Dynamic Programming Algorithms for Finding Cost-Optimal Trajectory on the Terrain
Majid E. Abbasov, Anna A. Gorbunova
TL;DR
The paper addresses cost-optimal trajectory design on a terrain by formulating a 3D calculus-of-variations problem with a composite cost functional $J(y)$ that accounts for material delivery and labor costs along with terrain elevation. It develops a dynamic-programming scheme based on Bellman's principle, proves the existence of a minimizer, and establishes convergence of the discretized algorithm under a refined grid strategy $\Delta_k=\gamma\tau_k^{1+\varepsilon}$, with a quantified complexity bound. A local-search modification is proposed to reduce computational burden at the expense of global optimality, and a 2D simplification is offered when elevation changes are negligible.
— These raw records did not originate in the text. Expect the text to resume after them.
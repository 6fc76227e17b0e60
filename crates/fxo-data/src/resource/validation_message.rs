//! Validation messages of filings.

use super::{ApiResource, DataValue};
use crate::json_tree::JsonTree;
use crate::request::ApiRequest;
use chrono::{DateTime, FixedOffset};
use regex::Regex;
use serde_json::Value;
use std::fmt;
use std::sync::LazyLock;
use tracing::warn;
use url::Url;

const CALC_INCONSISTENCY_CODE: &str = "xbrl.5.2.5.2:calcInconsistency";
const DUPLICATED_FACTS_CODE: &str = "message:tech_duplicated_facts1";

static LINE_ITEM_RE: LazyLock<Option<Regex>> = LazyLock::new(|| Regex::new(r"\bfrom (\S+)").ok());
static SHORT_ROLE_RE: LazyLock<Option<Regex>> = LazyLock::new(|| Regex::new(r"\blink role (\S+)").ok());
static REPORTED_SUM_RE: LazyLock<Option<Regex>> = LazyLock::new(|| Regex::new(r"\breported sum (\S+)").ok());
static COMPUTED_SUM_RE: LazyLock<Option<Regex>> = LazyLock::new(|| Regex::new(r"\bcomputed sum (\S+)").ok());
static CONTEXT_ID_RE: LazyLock<Option<Regex>> = LazyLock::new(|| Regex::new(r"\bcontext (\S+)").ok());
static UNREPORTED_ITEMS_RE: LazyLock<Option<Regex>> =
    LazyLock::new(|| Regex::new(r"\bunreportedContributingItems (.+)").ok());
static COMMA_RE: LazyLock<Option<Regex>> = LazyLock::new(|| Regex::new(r"\s*,\s*").ok());
static DUPLICATE_1_RE: LazyLock<Option<Regex>> = LazyLock::new(|| Regex::new(r"\bvalue:\s*(\S+)").ok());
static DUPLICATE_2_RE: LazyLock<Option<Regex>> = LazyLock::new(|| Regex::new(r"!=\s+(\S+)").ok());

/// A single validation message of any severity.
///
/// Messages with code `xbrl.5.2.5.2:calcInconsistency` get the `calc_*`
/// fields derived from their text, and messages with code
/// `message:tech_duplicated_facts1` get the `duplicate_*` fields.
#[derive(Debug, Clone, PartialEq)]
pub struct ValidationMessage {
    /// JSON:API `id`
    pub api_id: String,
    /// `ERROR`, `WARNING` or `INCONSISTENCY`
    pub severity: Option<String>,
    /// Message text, trimmed
    pub text: Option<String>,
    /// Code of the broken rule
    pub code: Option<String>,
    /// `api_id` of the filing this message belongs to
    pub filing_api_id: Option<String>,
    /// Computed sum of a calculation inconsistency
    pub calc_computed_sum: Option<f64>,
    /// Reported sum of a calculation inconsistency
    pub calc_reported_sum: Option<f64>,
    /// XBRL context id of a calculation inconsistency
    pub calc_context_id: Option<String>,
    /// Qualified name of the summed line item, e.g. `ifrs-full:Assets`
    pub calc_line_item: Option<String>,
    /// Last segment of the link role URI
    pub calc_short_role: Option<String>,
    /// Contributing items not reported in the same context
    pub calc_unreported_items: Option<Vec<String>>,
    /// Greater value of a duplicated fact pair
    pub duplicate_greater: Option<f64>,
    /// Lesser value of a duplicated fact pair
    pub duplicate_lesser: Option<f64>,
    /// Start time of the query
    pub query_time: DateTime<FixedOffset>,
    /// URL of the request
    pub request_url: String,
}

impl ValidationMessage {
    pub(crate) fn from_json(frag: &Value, request: &ApiRequest, entry_point: &Url) -> Option<Self> {
        let tree = JsonTree::new("ValidationMessage", frag, entry_point);
        let Some(api_id) = tree.get_str("id") else {
            warn!("ValidationMessage resource without id skipped");
            return None;
        };
        let mut message = Self {
            api_id,
            severity: tree.get_str("attributes.severity"),
            text: tree.get_str("attributes.message").map(|s| s.trim().to_string()),
            code: tree.get_str("attributes.code"),
            filing_api_id: None,
            calc_computed_sum: None,
            calc_reported_sum: None,
            calc_context_id: None,
            calc_line_item: None,
            calc_short_role: None,
            calc_unreported_items: None,
            duplicate_greater: None,
            duplicate_lesser: None,
            query_time: request.query_time,
            request_url: request.url.clone(),
        };
        tree.close();
        message.derive_fields();
        Some(message)
    }

    fn derive_fields(&mut self) {
        let Some(text) = self.text.clone() else {
            return;
        };
        match self.code.as_deref() {
            Some(CALC_INCONSISTENCY_CODE) => {
                self.calc_computed_sum = capture_float(&COMPUTED_SUM_RE, &text, "calc_computed_sum");
                self.calc_reported_sum = capture_float(&REPORTED_SUM_RE, &text, "calc_reported_sum");
                self.calc_context_id = capture(&CONTEXT_ID_RE, &text);
                self.calc_line_item = capture(&LINE_ITEM_RE, &text);
                self.calc_short_role = capture(&SHORT_ROLE_RE, &text).map(|role| short_role(&role));
                self.calc_unreported_items = capture(&UNREPORTED_ITEMS_RE, &text)
                    .filter(|items| !items.eq_ignore_ascii_case("none"))
                    .and_then(|items| {
                        let comma = COMMA_RE.as_ref()?;
                        Some(comma.split(&items).map(str::to_string).collect())
                    });
            }
            Some(DUPLICATED_FACTS_CODE) => {
                let first = capture_float(&DUPLICATE_1_RE, &text, "duplicate_*");
                let second = capture_float(&DUPLICATE_2_RE, &text, "duplicate_*");
                if let (Some(a), Some(b)) = (first, second) {
                    self.duplicate_greater = Some(a.max(b));
                    self.duplicate_lesser = Some(a.min(b));
                }
            }
            _ => {}
        }
    }
}

fn capture(re: &LazyLock<Option<Regex>>, text: &str) -> Option<String> {
    let caps = re.as_ref()?.captures(text)?;
    caps.get(1).map(|m| m.as_str().to_string())
}

fn capture_float(re: &LazyLock<Option<Regex>>, text: &str, attr_name: &str) -> Option<f64> {
    let raw = capture(re, text)?;
    match raw.replace(',', "").parse::<f64>() {
        Ok(value) => Some(value),
        Err(_) => {
            warn!("String {raw:?} of attribute {attr_name:?} could not be parsed into float.");
            None
        }
    }
}

/// Last path segment of a link role URI, or the role unchanged.
fn short_role(role: &str) -> String {
    let path = Url::parse(role).map_or_else(|_| role.to_string(), |url| url.path().to_string());
    match path.trim_end_matches('/').rsplit('/').next() {
        Some(last) if !last.trim().is_empty() => last.to_string(),
        _ => role.to_string(),
    }
}

impl ApiResource for ValidationMessage {
    const TYPE: &'static str = "validation_message";
    const TABLE: &'static str = "ValidationMessage";

    fn api_id(&self) -> &str {
        &self.api_id
    }

    fn query_time(&self) -> DateTime<FixedOffset> {
        self.query_time
    }

    fn request_url(&self) -> &str {
        &self.request_url
    }

    fn data_attributes() -> &'static [&'static str] {
        &[
            "api_id",
            "severity",
            "text",
            "code",
            "filing_api_id",
            "calc_computed_sum",
            "calc_reported_sum",
            "calc_context_id",
            "calc_line_item",
            "calc_short_role",
            "calc_unreported_items",
            "duplicate_greater",
            "duplicate_lesser",
            "query_time",
            "request_url",
        ]
    }

    fn value(&self, column: &str) -> Option<DataValue> {
        match column {
            "api_id" => Some(self.api_id.clone().into()),
            "severity" => self.severity.clone().map(Into::into),
            "text" => self.text.clone().map(Into::into),
            "code" => self.code.clone().map(Into::into),
            "filing_api_id" => self.filing_api_id.clone().map(Into::into),
            "calc_computed_sum" => self.calc_computed_sum.map(Into::into),
            "calc_reported_sum" => self.calc_reported_sum.map(Into::into),
            "calc_context_id" => self.calc_context_id.clone().map(Into::into),
            "calc_line_item" => self.calc_line_item.clone().map(Into::into),
            "calc_short_role" => self.calc_short_role.clone().map(Into::into),
            "calc_unreported_items" => self.calc_unreported_items.clone().map(Into::into),
            "duplicate_greater" => self.duplicate_greater.map(Into::into),
            "duplicate_lesser" => self.duplicate_lesser.map(Into::into),
            "query_time" => Some(self.query_time.into()),
            "request_url" => Some(self.request_url.clone().into()),
            _ => None,
        }
    }
}

impl fmt::Display for ValidationMessage {
    fn fmt(&self, f: &mut fmt::Formatter<'_>) -> fmt::Result {
        f.write_str(self.text.as_deref().unwrap_or_default())
    }
}

#[cfg(test)]
mod tests {
    use super::*;
    use approx::assert_relative_eq;
    use chrono::Utc;
    use serde_json::json;

    fn parse(code: &str, text: &str) -> ValidationMessage {
        let entry = Url::parse("https://filings.xbrl.org/api/filings").unwrap();
        let request = ApiRequest::new("https://filings.xbrl.org/api/filings", Utc::now().fixed_offset());
        let frag = json!({
            "type": "validation_message",
            "id": "99",
            "attributes": {"severity": "INCONSISTENCY", "code": code, "message": text}
        });
        ValidationMessage::from_json(&frag, &request, &entry).unwrap()
    }

    #[test]
    fn test_calc_inconsistency_fields() {
        let msg = parse(
            CALC_INCONSISTENCY_CODE,
            "  Calculation inconsistency from ifrs-full:Assets in link role \
             http://www.example.com/esef/role/FinancialPositionConsolidated reported sum 1,234,500 \
             computed sum 1,234,000 context c-12 unreportedContributingItems \
             ifrs-full:Cash, ifrs-full:Inventories  ",
        );
        assert_eq!(msg.text.as_deref().map(|t| t.starts_with("Calculation")), Some(true));
        assert_relative_eq!(msg.calc_reported_sum.unwrap(), 1_234_500.0);
        assert_relative_eq!(msg.calc_computed_sum.unwrap(), 1_234_000.0);
        assert_eq!(msg.calc_line_item.as_deref(), Some("ifrs-full:Assets"));
        assert_eq!(msg.calc_short_role.as_deref(), Some("FinancialPositionConsolidated"));
        assert_eq!(msg.calc_context_id.as_deref(), Some("c-12"));
        assert_eq!(
            msg.calc_unreported_items,
            Some(vec!["ifrs-full:Cash".to_string(), "ifrs-full:Inventories".to_string()])
        );
        assert!(msg.duplicate_greater.is_none());
    }

    #[test]
    fn test_calc_inconsistency_without_unreported_items() {
        let msg = parse(
            CALC_INCONSISTENCY_CODE,
            "Calculation inconsistency from a:B in link role role-1 reported sum 5 computed sum x7 \
             context c1 unreportedContributingItems none",
        );
        assert_eq!(msg.calc_unreported_items, None);
        assert_eq!(msg.calc_computed_sum, None);
        assert_eq!(msg.calc_short_role.as_deref(), Some("role-1"));
    }

    #[test]
    fn test_duplicate_fields() {
        let msg = parse(
            DUPLICATED_FACTS_CODE,
            "Inconsistent duplicate numeric facts: value: 2,000 != 1,500.5",
        );
        assert_relative_eq!(msg.duplicate_greater.unwrap(), 2000.0);
        assert_relative_eq!(msg.duplicate_lesser.unwrap(), 1500.5);
        assert!(msg.calc_reported_sum.is_none());
    }

    #[test]
    fn test_other_codes_derive_nothing() {
        let msg = parse("ESEF.2.2.1.precisionAttributeUsed", "reported sum 5 value: 3 != 4");
        assert!(msg.calc_reported_sum.is_none());
        assert!(msg.duplicate_greater.is_none());
        assert_eq!(msg.to_string(), "reported sum 5 value: 3 != 4");
    }

    #[test]
    fn test_columns_order() {
        let cols = ValidationMessage::columns();
        assert_eq!(cols.first().map(String::as_str), Some("api_id"));
        assert_eq!(cols[cols.len() - 2..], ["query_time", "request_url"]);
        let pos = |name: &str| cols.iter().position(|c| c == name).unwrap();
        assert!(pos("calc_reported_sum") < pos("calc_line_item"));
        assert!(pos("calc_line_item") < pos("duplicate_greater"));
        assert!(pos("duplicate_greater") < pos("filing_api_id"));
    }
}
Numerical experiments benchmark the DP approaches against Ritz-method solutions, illustrating trade-offs between accuracy and efficiency and demonstrating applicability to constrained problems by excluding forbidden regions.
Abstract
This paper considers the problem of finding the optimal trajectory of a road on a given terrain, taking into account the presence of elevation changes. Unlike the heuristic methods often used to solve such problems we present an approach that reduces the problem to a calculus of variations problem by introducing an integral cost functional. We prove the existence of an optimum of the functional. The optimal trajectory that minimizes the specified functional is sought using the dynamic programming method. We also thoroughly study the discretization issue and demonstrate the implementation of Bellman's optimality principle. In addition, we prove the convergence theorem of the proposed algorithm and provide a computational complexity analysis as well as numerical examples.